While I was digesting the implications of these remarks, Slasher picked up my crossword and lay on his bunk.
"That six across, eight letters, beginning with 'c', mentioned on the first page of an Anthony Burgess novel. Think you'll find it's 'catamite'. Dear me, that must have been a crap school you went to. Pass me the pen and my snout, Johnno. We'll finish it together. Something to do until bedtime. We're going to get on just fine, you and me".


6 Comments:

At 8:23 AM, Anonymous Anonymous said...

Burgess' "Earthly Powers", wasn't it? Something about the Pope waking up with his catamite. Quite an arresting opening for a novel.

- Tony -

 
At 3:45 PM, Blogger Unknown said...

I had to look up the word catamite.

Then I re read the blog and laughed some more.

Ho hum ... learn something new every day here.

 
At 5:44 PM, Blogger Unknown said...

Willie - first time I've seen the word catamite used since it was my log-in name on a certain website. Thanks for the memories.

Can I call you Slasher?!?

 
At 9:47 AM, Blogger Willie Lupin said...

Tony: Yes, it was Earthly Powers. I haven't read it, just as I have never done a crossword. Nor, for that matter, have I ever been in prison.

zaphod: in a moment of absent-mindedness I almost put 'concubine' which would have spoiled the whole thing.

merkin: so that was you?! Only joking.
You may call me that if you wish, but please only in the relative privacy of this comment box.
Actually, I go for a slash with increasing frequency. I'm sure it's the cold weather rather than my age.

c-r p: yes, and drugs are apparently widely available in prisons, something that I've never understood unless the staff are complicit in that.

 
At 6:10 PM, Blogger garroo said...

"It was the afternoon of my eighty-first birthday, and I was in bed with my catamite when Ali announced that the archbishop had come to see me".

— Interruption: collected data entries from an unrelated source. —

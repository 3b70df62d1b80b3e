use ratatui::{
    Frame,
    layout::{Alignment, Rect},
    style::{Modifier, Style},
    text::{Line, Span},
    widgets::{Block, Borders, Clear, Paragraph},
};

use crate::ui::centered_rect;

/// A single entry in the which-key menu.
#[derive(Debug, Clone, PartialEq, Eq)]
pub struct WhichKeyEntry {
    /// The key to press (e.g., "f", "g", "1").
    pub key: String,
    pub description: String,
    /// Whether this entry opens a nested group.
    pub is_group: bool,
}

impl WhichKeyEntry {
    pub fn action(key: impl Into<String>, description: impl Into<String>) -> Self {
        Self {
            key: key.into(),
            description: description.into(),
            is_group: false,
        }
    }

    pub fn group(key: impl Into<String>, description: impl Into<String>) -> Self {
        Self {
            key: key.into(),
            description: description.into(),
            is_group: true,
        }
    }
}

/// The which-key popup state.
#[derive(Debug, Default)]
pub struct WhichKey {
    pub visible: bool,
    pub entries: Vec<WhichKeyEntry>,
    /// Title for the current level (e.g., "Leader").
    pub title: String,
}

impl WhichKey {
    pub fn new() -> Self {
        Self::default()
    }

    pub fn show(&mut self, title: impl Into<String>, entries: Vec<WhichKeyEntry>) {
        self.visible = true;
        self.title = title.into();
        self.entries = entries;
    }

    pub fn hide(&mut self) {
        self.visible = false;
        self.entries.clear();
        self.title.clear();
    }

    /// Render the which-key popup centered on screen.
    pub fn render(&self, frame: &mut Frame, area: Rect) {
        if !self.visible || self.entries.is_empty() {
            return;
        }

        let max_key_len = self.entries.iter().map(|e| e.key.len()).max().unwrap_or(1);
        let max_desc_len = self
            .entries
            .iter()
            .map(|e| e.description.len())
            .max()
            .unwrap_or(10);
        let popup_width = (max_key_len + max_desc_len + 10).min(60) as u16;
        let popup_height = (self.entries.len() as u16 + 2).min(area.height.saturating_sub(4));
        let popup_area = centered_rect(popup_width, popup_height, area);

        frame.render_widget(Clear, popup_area);

        let lines: Vec<Line> = self
            .entries
            .iter()
            .map(|entry| {
                let desc_style = if entry.is_group {
                    Style::default().add_modifier(Modifier::UNDERLINED)
                } else {
                    Style::default()
                };
                let suffix = if entry.is_group { " +" } else { "" };

                Line::from(vec![
                    Span::styled(
                        format!("  {:<width$} ", entry.key, width = max_key_len),
                        Style::default().add_modifier(Modifier::BOLD),
                    ),
                    Span::styled("-> ", Style::default().add_modifier(Modifier::DIM)),
                    Span::styled(format!("{}{}", entry.description, suffix), desc_style),
                ])
            })
            .collect();

        let block = Block::default()
            .title(format!(" {} ", self.title))
            .title_alignment(Alignment::Center)
            .borders(Borders::ALL);

        frame.render_widget(Paragraph::new(lines).block(block), popup_area);
    }
}

/// Top-level leader entries shared by every page. Page-jump keys are
/// appended by the hub from the registered pages.
pub fn hub_leader_entries() -> Vec<WhichKeyEntry> {
    vec![
        WhichKeyEntry::action("f", "Find"),
        WhichKeyEntry::action("R", "Refresh page"),
        WhichKeyEntry::action("q", "Quit"),
        WhichKeyEntry::action("?", "Help"),
        WhichKeyEntry::action("1-9", "Switch to page"),
        WhichKeyEntry::action("<Space>", "Page picker"),
    ]
}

Anthony Burgess. Read both his auto biogs, funny, clever and probably outrageously exaggerated. Preferred listening to him to reading his work. Read some of his 'other' fiction including Earthly Powers, but always found it hard going, especially EP.

 
At 8:11 AM, Blogger Willie Lupin said...

I stopped reading novels a long time ago. I find most contemporary novels unreadable.